Once the marching cubes case is defined the uTrianglesIndex sampler is used to obtain the total amount of vertices to generate for the corresponding voxel. Finally the output of the shader is generated encoding the amount of triangles in the RGB channel and the marching cubes case in the alpha channel. The output of this program is a texture3D which has the active voxels scattered on a 2D texture, this means that a stream compaction pass should be applied to the output of this shader to calculate the corresponding vertices only in the active cells. The result of this step can be seen in the following image.
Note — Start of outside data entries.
use anyhow::{bail, Context, Result};
use mimic_core::{CancelToken, RunSummary, SequenceRunner};
use mimic_model::{Catalog, DelayStep, InstanceId, Sequence, Step};
use mimic_store::{FlowRepository, KeyValueStore, SavedFlow};

#[cfg(feature = "logger")]
use mimic_logger::Logger;

/// Delay used when a delay step is added without a duration.
pub const DEFAULT_DELAY_MS: u64 = 1000;

/// Headless controller owning the current sequence and the saved flows.
///
/// This is the caller side of the runner contract: it owns the sequence
/// and applies every update the runner reports.
pub struct Workbench<S> {
    catalog: Catalog,
    sequence: Sequence,
    runner: SequenceRunner,
    flows: FlowRepository<S>,
    #[cfg(feature = "logger")]
    logger: Logger,
}

impl<S: KeyValueStore> Workbench<S> {
    pub fn new(catalog: Catalog, runner: SequenceRunner, flows: FlowRepository<S>) -> Self {
        Self {
            catalog,
            sequence: Sequence::new(),
            runner,
            flows,
            #[cfg(feature = "logger")]
            logger: Logger::new(),
        }
    }

    /// Replaces the logger, e.g. to pin the trace id.
    #[cfg(feature = "logger")]
    pub fn with_logger(mut self, logger: Logger) -> Self {
        self.logger = logger;
        self
    }

    pub fn catalog(&self) -> &Catalog {
        &self.catalog
    }

    pub fn sequence(&self) -> &Sequence {
        &self.sequence
    }

    pub fn flows(&self) -> &[SavedFlow] {
        self.flows.list()
    }

    pub fn is_running(&self) -> bool {
        self.runner.is_running()
    }

    /// Appends the catalog item `item_id`.
    pub fn add_item(&mut self, item_id: &str) -> Result<InstanceId> {
        let item = self
            .catalog
            .get(item_id)
            .with_context(|| format!("Unknown catalog item: {item_id}"))?;
        Ok(self.sequence.push_item(item))
    }

    pub fn add_delay(&mut self) -> InstanceId {
        self.sequence.push_delay(DEFAULT_DELAY_MS)
    }

    /// Sets a delay's duration; negative input is clamped to zero.
    pub fn set_delay(&mut self, instance_id: &InstanceId, delay_ms: i64) -> Result<()> {
        let delay_ms = DelayStep::clamped(delay_ms).delay_ms;
        self.sequence.set_delay(instance_id, delay_ms)?;
        Ok(())
    }

    pub fn remove(&mut self, instance_id: &InstanceId) -> bool {
        self.sequence.remove(instance_id).is_some()
    }

    pub fn move_step(&mut self, from: usize, to: usize) -> Result<()> {
        self.sequence.move_step(from, to)?;
        Ok(())
    }

    pub fn clear(&mut self) {
        self.sequence.clear();
    }

    pub async fn run(&mut self) -> RunSummary {
        let summary = self.runner.run_in_place(&mut self.sequence).await;
        self.report(&summary);
        summary
    }

    pub async fn run_with_cancel(&mut self, cancel: &CancelToken) -> RunSummary {
        let snapshot = self.sequence.steps().to_vec();
        let summary = self
            .runner
            .run_with_cancel(&snapshot, &mut self.sequence, cancel)
            .await;
        self.report(&summary);
        summary
    }

    /// Every step back to idle, clearing results and errors.
    pub fn reset(&mut self) {
        let snapshot: Vec<Step> = self.sequence.steps().to_vec();
        self.runner.reset(&snapshot, &mut self.sequence);
    }

    /// Saves the current sequence under `name`.
    pub fn save_current(&mut self, name: &str) -> Result<SavedFlow> {
        let name = name.trim();
        if name.is_empty() {
            bail!("Flow name cannot be empty");
        }
        if self.sequence.is_empty() {
            bail!("Cannot save an empty sequence");
        }
        Ok(self.flows.save(name, self.sequence.steps())?)
    }

    /// Overwrites a saved flow with the current sequence.
    pub fn update_saved(&mut self, id: &str, name: &str) -> Result<SavedFlow> {
        let name = name.trim();
        if name.is_empty() {
            bail!("Flow name cannot be empty");
        }
        Ok(self.flows.update(id, name, self.sequence.steps())?)
    }

    pub fn delete_saved(&mut self, id: &str) -> Result<bool> {
        Ok(self.flows.delete(id)?)
    }

    /// Replaces the current sequence with a fresh copy of a saved flow.
    pub fn load_flow(&mut self, id: &str) -> Result<()> {
        self.sequence = self.flows.load_sequence(id)?;
        Ok(())
    }

    #[cfg(feature = "logger")]
    fn report(&self, summary: &RunSummary) {
        self.logger.log_run_summary(summary);
        self.logger.log_sequence_details(&self.sequence);
    }

    #[cfg(not(feature = "logger"))]
    fn report(&self, _summary: &RunSummary) {}

    /// Loads a saved flow and runs it.
    pub async fn run_saved(&mut self, id: &str) -> Result<RunSummary> {
        self.load_flow(id)?;
        Ok(self.run().await)
    }
}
The same shader can me modified to write a second debugging texture that shows the amount of triangles allocated per voxel, this would give a visual representation of how things are working in the first step. The idea is to use multiple render targets and rewrite the output the shader as follows:

//The resulting fragment saves the amount of triangles to generate and the MC case obtained.
gl_FragData[0] = vec4(vec3(totalTrianglesToGenerate * 3.), c);

//Color implementation to check the amount of triangles required inside each voxel
gl_FragData[1] = vec4(0.);
if(totalTrianglesToGenerate == 1.) gl_FragData[1] = vec4(0., 0., 1., 1.);
if(totalTrianglesToGenerate == 2.) gl_FragData[1] = vec4(0., 1., 0., 1.);
if(totalTrianglesToGenerate == 3.) gl_FragData[1] = vec4(1., 0., 0., 1.);
if(totalTrianglesToGenerate == 4.) gl_FragData[1] = vec4(0., 1., 1., 1.);
if(totalTrianglesToGenerate == 5.) gl_FragData[1] = vec4(1., 0., 1., 1.);

The second output represent a color visualization of the amount of triangle to generate, color convention is defined below:

– blue: one triangle.
– green: two triangles.
– red: three triangles.
– blue + green (aquamarine): four triangles.
– blue + red (purple): five triangles.

The image below shows the visual representation obtained from the active cells step, notice that most of the cells require two triangles per voxel (green color), meaning that the algorithm would be calculating a median of six vertices per active voxel.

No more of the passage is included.